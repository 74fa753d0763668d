//! Search configuration and trip requests.

use std::path::Path;
use std::time::Instant;

use chrono::{DateTime, Duration, Utc};

use crate::domain::{ConfigError, Coordinate, RoutingError, Vehicle, VertexId};

/// Configuration parameters for park-and-ride search.
///
/// Every field has a default, so a JSON file only needs the overrides.
#[derive(Debug, Clone, PartialEq, serde::Deserialize)]
#[serde(default)]
pub struct SearchConfig {
    /// Walking speed (m/s).
    pub walk_speed: f64,

    /// Cycling speed (m/s).
    pub bicycle_speed: f64,

    /// Driving speed (m/s).
    pub car_speed: f64,

    /// Weight per second spent walking.
    pub walk_reluctance: f64,

    /// Weight per second spent cycling.
    pub bicycle_reluctance: f64,

    /// Weight per second spent driving.
    pub car_reluctance: f64,

    /// Weight per second spent waiting for a departure.
    pub wait_reluctance: f64,

    /// Maximum metres walked on streets per trip direction.
    pub max_walk_distance: f64,

    /// Maximum weight of a trip direction. Unbounded when absent.
    pub max_weight: Option<f64>,

    /// Maximum number of itineraries to return. A one-way search keeps
    /// going after its best trip until it has reached this many parking
    /// facilities (or every one it can). Dominated alternatives are still
    /// pruned from the result.
    pub max_results: usize,

    /// Query timeout (seconds).
    pub timeout_secs: u64,

    /// Return departure relative to the outbound time when a two-way
    /// request gives none (minutes).
    pub return_offset_mins: i64,

    /// Advance a phase with the milestones collected so far when the queue
    /// empties before every boundary vertex is reached.
    pub flush_partial_milestones: bool,
}

impl SearchConfig {
    /// Parse a configuration from JSON, filling unspecified fields with
    /// defaults.
    pub fn from_json_str(json: &str) -> Result<Self, serde_json::Error> {
        serde_json::from_str(json)
    }

    /// Load a configuration file.
    pub fn from_json_file(path: impl AsRef<Path>) -> Result<Self, ConfigError> {
        let path = path.as_ref();
        let text = std::fs::read_to_string(path).map_err(|source| ConfigError::Io {
            path: path.to_path_buf(),
            source,
        })?;
        Self::from_json_str(&text).map_err(|source| ConfigError::Parse {
            path: path.to_path_buf(),
            source,
        })
    }

    /// Returns the query timeout as a Duration.
    pub fn timeout(&self) -> std::time::Duration {
        std::time::Duration::from_secs(self.timeout_secs)
    }

    /// Returns the default return offset as a Duration.
    pub fn return_offset(&self) -> Duration {
        Duration::minutes(self.return_offset_mins)
    }
}

impl Default for SearchConfig {
    fn default() -> Self {
        Self {
            walk_speed: 1.25,
            bicycle_speed: 5.0,
            car_speed: 11.2, // about 40 km/h
            walk_reluctance: 2.0,
            bicycle_reluctance: 1.0,
            car_reluctance: 1.0,
            wait_reluctance: 1.0,
            max_walk_distance: 2000.0,
            max_weight: None,
            max_results: 3,
            timeout_secs: 5,
            return_offset_mins: 360, // 6 hours
            flush_partial_milestones: false,
        }
    }
}

/// Where a trip starts or ends.
#[derive(Debug, Clone, Copy, PartialEq)]
pub enum Endpoint {
    /// A vertex of the graph.
    Vertex(VertexId),
    /// A position, snapped to the nearest intersection.
    Coordinate(Coordinate),
}

impl From<VertexId> for Endpoint {
    fn from(v: VertexId) -> Self {
        Endpoint::Vertex(v)
    }
}

impl From<Coordinate> for Endpoint {
    fn from(c: Coordinate) -> Self {
        Endpoint::Coordinate(c)
    }
}

/// A park-and-ride routing request.
///
/// `from` is where the trip starts and `to` where it ends. For a two-way
/// request `from` is home (where the vehicle is) and `to` the destination:
/// the outbound trip arrives at `to` by `date_time` and the return trip
/// leaves `to` at `return_date_time`.
#[derive(Debug, Clone)]
pub struct TripRequest {
    pub from: Endpoint,
    pub to: Endpoint,

    /// Whether `date_time` is the latest arrival (one-way requests only).
    pub arrive_by: bool,

    pub date_time: DateTime<Utc>,

    /// Return departure for two-way requests.
    pub return_date_time: Option<DateTime<Utc>>,

    /// Plan the outbound and return trips together, sharing the parking.
    pub two_way: bool,

    pub vehicle: Vehicle,

    /// Overrides for the configured limits.
    pub max_walk_distance: Option<f64>,
    pub max_weight: Option<f64>,
    pub max_results: Option<usize>,

    /// Latest arrival for a depart-at request, earliest departure for an
    /// arrive-by one. One-way requests only.
    pub worst_time: Option<DateTime<Utc>>,

    /// Give up at this instant. Defaults to now plus the configured timeout.
    pub deadline: Option<Instant>,
}

impl TripRequest {
    /// A one-way request departing at `date_time`.
    pub fn one_way(
        from: impl Into<Endpoint>,
        to: impl Into<Endpoint>,
        date_time: DateTime<Utc>,
    ) -> Self {
        Self {
            from: from.into(),
            to: to.into(),
            arrive_by: false,
            date_time,
            return_date_time: None,
            two_way: false,
            vehicle: Vehicle::Car,
            max_walk_distance: None,
            max_weight: None,
            max_results: None,
            worst_time: None,
            deadline: None,
        }
    }

    /// A round trip arriving at `to` by `date_time` and leaving again at
    /// `return_date_time`.
    pub fn two_way(
        from: impl Into<Endpoint>,
        to: impl Into<Endpoint>,
        date_time: DateTime<Utc>,
        return_date_time: Option<DateTime<Utc>>,
    ) -> Self {
        Self {
            two_way: true,
            arrive_by: true,
            return_date_time,
            ..Self::one_way(from, to, date_time)
        }
    }

    pub fn arrive_by(mut self, arrive_by: bool) -> Self {
        self.arrive_by = arrive_by;
        self
    }

    pub fn vehicle(mut self, vehicle: Vehicle) -> Self {
        self.vehicle = vehicle;
        self
    }

    pub fn deadline(mut self, deadline: Instant) -> Self {
        self.deadline = Some(deadline);
        self
    }

    pub fn max_walk_distance(mut self, metres: f64) -> Self {
        self.max_walk_distance = Some(metres);
        self
    }

    pub fn max_weight(mut self, weight: f64) -> Self {
        self.max_weight = Some(weight);
        self
    }

    pub fn max_results(mut self, n: usize) -> Self {
        self.max_results = Some(n);
        self
    }

    pub fn worst_time(mut self, worst_time: DateTime<Utc>) -> Self {
        self.worst_time = Some(worst_time);
        self
    }

    /// Validate the request.
    pub fn validate(&self) -> Result<(), RoutingError> {
        if let Some(ret) = self.return_date_time {
            if !self.two_way {
                return Err(RoutingError::InvalidRequest(
                    "return time given for a one-way request".to_string(),
                ));
            }
            if ret < self.date_time {
                return Err(RoutingError::InvalidRequest(
                    "return departs before the outbound arrival".to_string(),
                ));
            }
        }
        if self.two_way && self.worst_time.is_some() {
            return Err(RoutingError::InvalidRequest(
                "time bounds apply to one-way requests only".to_string(),
            ));
        }
        if self.max_results == Some(0) {
            return Err(RoutingError::InvalidRequest(
                "at least one itinerary must be requested".to_string(),
            ));
        }
        if self.max_walk_distance.is_some_and(|m| m.is_nan() || m < 0.0) {
            return Err(RoutingError::InvalidRequest(
                "maximum walk distance must be non-negative".to_string(),
            ));
        }
        if self.max_weight.is_some_and(|w| w.is_nan() || w < 0.0) {
            return Err(RoutingError::InvalidRequest(
                "maximum weight must be non-negative".to_string(),
            ));
        }
        Ok(())
    }

    /// Return departure, falling back to the configured offset.
    pub fn return_time(&self, config: &SearchConfig) -> DateTime<Utc> {
        self.return_date_time
            .unwrap_or(self.date_time + config.return_offset())
    }
}

#[cfg(test)]
mod tests {
    use super::*;
    use chrono::TimeZone;
    use std::io::Write;
    use tempfile::NamedTempFile;

    fn noon() -> DateTime<Utc> {
        Utc.with_ymd_and_hms(2024, 3, 15, 12, 0, 0).unwrap()
    }

    #[test]
    fn default_config() {
        let config = SearchConfig::default();

        assert_eq!(config.walk_speed, 1.25);
        assert_eq!(config.walk_reluctance, 2.0);
        assert_eq!(config.max_walk_distance, 2000.0);
        assert_eq!(config.max_weight, None);
        assert_eq!(config.max_results, 3);
        assert_eq!(config.timeout_secs, 5);
        assert_eq!(config.return_offset_mins, 360);
        assert!(!config.flush_partial_milestones);
    }

    #[test]
    fn duration_methods() {
        let config = SearchConfig::default();

        assert_eq!(config.timeout(), std::time::Duration::from_secs(5));
        assert_eq!(config.return_offset(), Duration::hours(6));
    }

    #[test]
    fn partial_json_keeps_defaults() {
        let config =
            SearchConfig::from_json_str(r#"{"walk_speed": 1.5, "flush_partial_milestones": true}"#)
                .unwrap();

        assert_eq!(config.walk_speed, 1.5);
        assert!(config.flush_partial_milestones);
        assert_eq!(config.car_speed, SearchConfig::default().car_speed);
    }

    #[test]
    fn load_from_file() {
        let mut file = NamedTempFile::new().unwrap();
        writeln!(file, r#"{{"max_results": 5, "max_weight": 7200.0}}"#).unwrap();

        let config = SearchConfig::from_json_file(file.path()).unwrap();
        assert_eq!(config.max_results, 5);
        assert_eq!(config.max_weight, Some(7200.0));
    }

    #[test]
    fn missing_file_is_io_error() {
        let err = SearchConfig::from_json_file("/nonexistent/pnr.json").unwrap_err();
        assert!(matches!(err, ConfigError::Io { .. }));
    }

    #[test]
    fn malformed_file_is_parse_error() {
        let mut file = NamedTempFile::new().unwrap();
        writeln!(file, "{{ not json").unwrap();
        let err = SearchConfig::from_json_file(file.path()).unwrap_err();
        assert!(matches!(err, ConfigError::Parse { .. }));
    }

    #[test]
    fn two_way_defaults() {
        let req = TripRequest::two_way(VertexId(0), VertexId(1), noon(), None);
        assert!(req.two_way);
        assert!(req.arrive_by);
        assert_eq!(req.vehicle, Vehicle::Car);
        assert_eq!(
            req.return_time(&SearchConfig::default()),
            noon() + Duration::hours(6)
        );
        assert!(req.validate().is_ok());
    }

    #[test]
    fn explicit_return_time_wins() {
        let back = noon() + Duration::hours(8);
        let req = TripRequest::two_way(VertexId(0), VertexId(1), noon(), Some(back));
        assert_eq!(req.return_time(&SearchConfig::default()), back);
    }

    #[test]
    fn invalid_requests() {
        let early = noon() - Duration::hours(1);
        let req = TripRequest::two_way(VertexId(0), VertexId(1), noon(), Some(early));
        assert!(matches!(req.validate(), Err(RoutingError::InvalidRequest(_))));

        let req = TripRequest::one_way(VertexId(0), VertexId(1), noon()).max_results(0);
        assert!(req.validate().is_err());

        let req = TripRequest::one_way(VertexId(0), VertexId(1), noon()).max_walk_distance(-1.0);
        assert!(req.validate().is_err());

        let mut req = TripRequest::one_way(VertexId(0), VertexId(1), noon());
        req.return_date_time = Some(noon());
        assert!(req.validate().is_err());

        let req = TripRequest::two_way(VertexId(0), VertexId(1), noon(), None).worst_time(noon());
        assert!(req.validate().is_err());
    }
}
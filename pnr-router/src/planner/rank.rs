//! Itinerary ranking for search results.
//!
//! Orders park-and-ride itineraries so the most useful options come first
//! and drops ones that are worse in every respect.

use std::cmp::Ordering;

use super::merge::TwoWayPath;

fn compare(a: &TwoWayPath, b: &TwoWayPath) -> Ordering {
    a.weight()
        .total_cmp(&b.weight())
        .then_with(|| a.duration_secs().cmp(&b.duration_secs()))
        .then_with(|| a.parking.cmp(&b.parking))
}

/// Rank itineraries by preference.
///
/// Itineraries are ranked by:
/// 1. Total weight (lower is better)
/// 2. Total duration (shorter is better)
/// 3. Parking facility id, so ties come out in a stable order
///
/// Returns itineraries sorted best-first.
pub fn rank_paths(mut paths: Vec<TwoWayPath>) -> Vec<TwoWayPath> {
    paths.sort_by(compare);
    paths
}

/// Whether `a` is no worse than `b` in weight and duration and strictly
/// better in one of them.
fn dominates(a: &TwoWayPath, b: &TwoWayPath) -> bool {
    a.weight() <= b.weight()
        && a.duration_secs() <= b.duration_secs()
        && (a.weight() < b.weight() || a.duration_secs() < b.duration_secs())
}

/// Remove dominated itineraries.
///
/// An itinerary is dominated if another one has the same or lower weight
/// and the same or shorter duration, and is strictly better in at least one.
pub fn remove_dominated(paths: Vec<TwoWayPath>) -> Vec<TwoWayPath> {
    if paths.len() <= 1 {
        return paths;
    }

    let mut result: Vec<TwoWayPath> = Vec::with_capacity(paths.len());
    for path in paths {
        if result.iter().any(|existing| dominates(existing, &path)) {
            continue;
        }
        result.retain(|existing| !dominates(&path, existing));
        result.push(path);
    }
    result
}

/// Prune, rank and truncate to `max_results`.
pub fn select(paths: Vec<TwoWayPath>, max_results: usize) -> Vec<TwoWayPath> {
    let mut paths = rank_paths(remove_dominated(paths));
    paths.truncate(max_results);
    paths
}
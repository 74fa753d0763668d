//! Combining per-direction trees into itineraries.

use std::collections::BTreeMap;

use crate::domain::{RoutingError, VertexId};
use crate::spt::{GraphPath, ShortestPathTree};
use crate::state::{Direction, State, StateId};

use super::rank;

/// A park-and-ride itinerary: the trip to the destination and, for two-way
/// requests, the trip back, both through the same parking facility.
#[derive(Debug, Clone)]
pub struct TwoWayPath {
    pub parking: VertexId,
    pub outbound: GraphPath,
    pub inbound: Option<GraphPath>,
}

impl TwoWayPath {
    pub fn weight(&self) -> f64 {
        self.outbound.weight() + self.inbound.as_ref().map_or(0.0, GraphPath::weight)
    }

    /// Time spent travelling, summed over both trips.
    pub fn duration_secs(&self) -> i64 {
        self.outbound.duration_secs() + self.inbound.as_ref().map_or(0, GraphPath::duration_secs)
    }

    pub fn is_round_trip(&self) -> bool {
        self.inbound.is_some()
    }
}

/// The trees a park-and-ride search produced, read as one result.
///
/// One-way searches fill only the outbound tree. Two-way searches fill
/// both: the outbound tree grows backward from the destination and the
/// inbound tree forward from it, so a state's direction says which tree it
/// belongs to.
#[derive(Debug, Clone)]
pub struct PnrSearchTree {
    outbound: ShortestPathTree,
    inbound: Option<ShortestPathTree>,
    /// First terminal state settled per parking facility.
    outbound_terminals: BTreeMap<VertexId, StateId>,
    inbound_terminals: BTreeMap<VertexId, StateId>,
    timed_out: bool,
    visited: usize,
    max_results: usize,
}

impl PnrSearchTree {
    pub(crate) fn one_way(tree: ShortestPathTree, max_results: usize) -> Self {
        Self {
            outbound: tree,
            inbound: None,
            outbound_terminals: BTreeMap::new(),
            inbound_terminals: BTreeMap::new(),
            timed_out: false,
            visited: 0,
            max_results,
        }
    }

    pub(crate) fn two_way(
        outbound: ShortestPathTree,
        inbound: ShortestPathTree,
        max_results: usize,
    ) -> Self {
        Self {
            inbound: Some(inbound),
            ..Self::one_way(outbound, max_results)
        }
    }

    pub(crate) fn set_terminals(
        &mut self,
        outbound: BTreeMap<VertexId, StateId>,
        inbound: BTreeMap<VertexId, StateId>,
    ) {
        self.outbound_terminals = outbound;
        self.inbound_terminals = inbound;
    }

    pub(crate) fn set_outcome(&mut self, timed_out: bool, visited: usize) {
        self.timed_out = timed_out;
        self.visited = visited;
    }

    /// Whether the search stopped on its deadline.
    pub fn timed_out(&self) -> bool {
        self.timed_out
    }

    /// States settled across both directions.
    pub fn visited(&self) -> usize {
        self.visited
    }

    pub fn is_two_way(&self) -> bool {
        self.inbound.is_some()
    }

    /// The tree holding states of `direction`.
    pub fn tree(&self, direction: Direction) -> Option<&ShortestPathTree> {
        if self.outbound.direction() == direction {
            Some(&self.outbound)
        } else {
            self.inbound.as_ref().filter(|t| t.direction() == direction)
        }
    }

    fn tree_mut(&mut self, direction: Direction) -> Option<&mut ShortestPathTree> {
        if self.outbound.direction() == direction {
            Some(&mut self.outbound)
        } else {
            self.inbound.as_mut().filter(|t| t.direction() == direction)
        }
    }

    /// Offer `state` to the tree of its direction. Returns `None` if it was
    /// rejected or no tree runs in that direction.
    pub fn add(&mut self, state: State) -> Option<StateId> {
        self.tree_mut(state.direction())?.add(state)
    }

    /// Whether `id` is still current in the tree of `direction`.
    pub fn visit(&self, direction: Direction, id: StateId) -> bool {
        self.tree(direction).is_some_and(|t| t.visit(id))
    }

    /// Every current state of both trees.
    pub fn all_states(&self) -> impl Iterator<Item = &State> {
        self.outbound
            .states()
            .chain(self.inbound.iter().flat_map(|t| t.states()))
            .map(|(_, s)| s)
    }

    /// Parking facilities with a terminal state in every tree.
    pub fn parking_candidates(&self) -> Vec<VertexId> {
        self.outbound_terminals
            .keys()
            .copied()
            .filter(|p| !self.is_two_way() || self.inbound_terminals.contains_key(p))
            .collect()
    }

    /// The lightest path to `vertex` in the tree of `direction`.
    pub fn path(&self, direction: Direction, vertex: VertexId) -> Option<GraphPath> {
        let tree = self.tree(direction)?;
        let (id, _) = tree
            .states_at(vertex)
            .min_by(|a, b| a.1.weight().total_cmp(&b.1.weight()))?;
        Some(tree.path(id))
    }

    /// Itineraries pairing terminal states through shared parking, pruned
    /// and ranked best-first.
    pub fn paths(&self) -> Result<Vec<TwoWayPath>, RoutingError> {
        let paths: Vec<TwoWayPath> = self
            .outbound_terminals
            .iter()
            .filter_map(|(&parking, &out)| {
                let inbound = match &self.inbound {
                    None => None,
                    Some(tree) => Some(tree.path(*self.inbound_terminals.get(&parking)?)),
                };
                Some(TwoWayPath {
                    parking,
                    outbound: self.outbound.path(out),
                    inbound,
                })
            })
            .collect();

        if paths.is_empty() {
            return Err(if self.timed_out {
                RoutingError::Timeout {
                    visited: self.visited,
                }
            } else {
                RoutingError::PathNotFound
            });
        }
        Ok(rank::select(paths, self.max_results))
    }
}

WORK INSTRUCTIONS >>
Whenever the string "early" shows up on a line of the listing, copy that line.

RESPONSE AREA >>
        let early = noon() - Duration::hours(1);
        let req = TripRequest::two_way(VertexId(0), VertexId(1), noon(), Some(early));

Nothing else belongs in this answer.